EXERCISE DETAILS » Copy all of the records below verbatim.

----

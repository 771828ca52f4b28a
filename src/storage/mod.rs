//! Storage Engine Module
//!
//! The shared TTL-aware key-value store and its optional expiry sweeper.
//!
//! ## Architecture
//!
//! ```text
//! ┌──────────────────────────────────────────────┐
//! │                StorageEngine                 │
//! │  Mutex<{ HashMap<Bytes, Entry>,              │
//! │          Option<ExpiryIndex> }>              │
//! └──────────────────────────────────────────────┘
//!        ▲                ▲                ▲
//!        │ get/set        │ snapshot       │ cleanup_expired
//!  ┌─────┴──────┐  ┌──────┴───────┐  ┌─────┴──────────┐
//!  │ Connection │  │ Persistence  │  │ ExpirySweeper  │
//!  │  handlers  │  │    sync      │  │   (opt-in)     │
//!  └────────────┘  └──────────────┘  └────────────────┘
//! ```
//!
//! ## Example
//!
//! ```
//! use ttlkv::storage::StorageEngine;
//! use bytes::Bytes;
//! use std::sync::Arc;
//! use std::time::Duration;
//!
//! let engine = Arc::new(StorageEngine::new());
//!
//! engine.set(Bytes::from("name"), Bytes::from("Ariz"));
//! assert_eq!(engine.get(b"name"), Some(Bytes::from("Ariz")));
//!
//! engine.set_with_ttl(
//!     Bytes::from("session"),
//!     Bytes::from("token123"),
//!     Duration::from_secs(3600)
//! );
//! ```

pub mod engine;
pub mod expiry;

// Re-export commonly used types
pub use engine::{Entry, StorageEngine, StorageStats};
pub use expiry::{ExpiryConfig, ExpiryIndex, ExpirySweeper};
//! Connection Handler Module
//!
//! Manages individual client connections. Each client is served by its own
//! async task, so a slow or misbehaving client only ever stalls itself.
//!
//! ## Architecture
//!
//! ```text
//! ┌─────────────────────────────────────────────────────────────┐
//! │                     TCP Listener                            │
//! │                    (main.rs)                                │
//! └──────────────────────┬──────────────────────────────────────┘
//!                        │
//!                        │ accept()
//!                        ▼
//!           ┌────────────────────────┐
//!           │   For each client...   │
//!           └────────────┬───────────┘
//!                        │
//!                        │ spawn task
//!                        ▼
//! ┌─────────────────────────────────────────────────────────────┐
//! │                 ConnectionHandler                           │
//! │                                                             │
//! │  ┌─────────────┐    ┌─────────────┐    ┌─────────────┐      │
//! │  │ Read bytes  │───>│ Parse frame │───>│ Execute cmd │      │
//! │  └─────────────┘    └─────────────┘    └─────────────┘      │
//! │                                               │             │
//! │                                               ▼             │
//! │                                      ┌─────────────┐        │
//! │                                      │ Send reply  │        │
//! │                                      └─────────────┘        │
//! └─────────────────────────────────────────────────────────────┘
//! ```
//!
//! ## Features
//!
//! - **Incremental parsing**: frames may arrive split across any number of reads
//! - **Pipelining**: several frames in one read are answered in order
//! - **Error isolation**: a malformed frame gets an error reply, not a disconnect
//! - **Statistics**: connection and command counters in [`ConnectionStats`]
//!
//! ## Example
//!
//! ```ignore
//! use ttlkv::connection::{handle_connection, ConnectionStats};
//! use ttlkv::commands::CommandHandler;
//! use ttlkv::storage::StorageEngine;
//! use std::sync::Arc;
//!
//! let storage = Arc::new(StorageEngine::new());
//! let stats = Arc::new(ConnectionStats::new());
//! let handler = CommandHandler::new(storage);
//!
//! // For each accepted connection...
//! let (stream, addr) = listener.accept().await?;
//! tokio::spawn(handle_connection(stream, addr, handler, stats));
//! ```

pub mod handler;

// Re-export commonly used types
pub use handler::{handle_connection, ConnectionError, ConnectionHandler, ConnectionStats};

----

PROBLEM SOLUTION »
repository 771828ca52f4b28a
filename src/storage/mod.rs
//! Storage Engine Module
//!
//! The shared TTL-aware key-value store and its optional expiry sweeper.
//!
//! ## Architecture
//!
//! ```text
//! ┌──────────────────────────────────────────────┐
//! │                StorageEngine                 │
//! │  Mutex<{ HashMap<Bytes, Entry>,              │
//! │          Option<ExpiryIndex> }>              │
//! └──────────────────────────────────────────────┘
//!        ▲                ▲                ▲
//!        │ get/set        │ snapshot       │ cleanup_expired
//!  ┌─────┴──────┐  ┌──────┴───────┐  ┌─────┴──────────┐
//!  │ Connection │  │ Persistence  │  │ ExpirySweeper  │
//!  │  handlers  │  │    sync      │  │   (opt-in)     │
//!  └────────────┘  └──────────────┘  └────────────────┘
//! ```
//!
//! ## Example
//!
//! ```
//! use ttlkv::storage::StorageEngine;
//! use bytes::Bytes;
//! use std::sync::Arc;
//! use std::time::Duration;
//!
//! let engine = Arc::new(StorageEngine::new());
//!
//! engine.set(Bytes::from("name"), Bytes::from("Ariz"));
//! assert_eq!(engine.get(b"name"), Some(Bytes::from("Ariz")));
//!
//! engine.set_with_ttl(
//!     Bytes::from("session"),
//!     Bytes::from("token123"),
//!     Duration::from_secs(3600)
//! );
//! ```

pub mod engine;
pub mod expiry;

// Re-export commonly used types
pub use engine::{Entry, StorageEngine, StorageStats};
pub use expiry::{ExpiryConfig, ExpiryIndex, ExpirySweeper};
//! Connection Handler Module
//!
//! Manages individual client connections. Each client is served by its own
//! async task, so a slow or misbehaving client only ever stalls itself.
//!
//! ## Architecture
//!
//! ```text
//! ┌─────────────────────────────────────────────────────────────┐
//! │                     TCP Listener                            │
//! │                    (main.rs)                                │
//! └──────────────────────┬──────────────────────────────────────┘
//!                        │
//!                        │ accept()
//!                        ▼
//!           ┌────────────────────────┐
//!           │   For each client...   │
//!           └────────────┬───────────┘
//!                        │
//!                        │ spawn task
//!                        ▼
//! ┌─────────────────────────────────────────────────────────────┐
//! │                 ConnectionHandler                           │
//! │                                                             │
//! │  ┌─────────────┐    ┌─────────────┐    ┌─────────────┐      │
//! │  │ Read bytes  │───>│ Parse frame │───>│ Execute cmd │      │
//! │  └─────────────┘    └─────────────┘    └─────────────┘      │
//! │                                               │             │
//! │                                               ▼             │
//! │                                      ┌─────────────┐        │
//! │                                      │ Send reply  │        │
//! │                                      └─────────────┘        │
//! └─────────────────────────────────────────────────────────────┘
//! ```
//!
//! ## Features
//!
//! - **Incremental parsing**: frames may arrive split across any number of reads
//! - **Pipelining**: several frames in one read are answered in order
//! - **Error isolation**: a malformed frame gets an error reply, not a disconnect
//! - **Statistics**: connection and command counters in [`ConnectionStats`]
//!
//! ## Example
//!
//! ```ignore
//! use ttlkv::connection::{handle_connection, ConnectionStats};
//! use ttlkv::commands::CommandHandler;
//! use ttlkv::storage::StorageEngine;
//! use std::sync::Arc;
//!
//! let storage = Arc::new(StorageEngine::new());
//! let stats = Arc::new(ConnectionStats::new());
//! let handler = CommandHandler::new(storage);
//!
//! // For each accepted connection...
//! let (stream, addr) = listener.accept().await?;
//! tokio::spawn(handle_connection(stream, addr, handler, stats));
//! ```

pub mod handler;

// Re-export commonly used types
pub use handler::{handle_connection, ConnectionError, ConnectionHandler, ConnectionStats};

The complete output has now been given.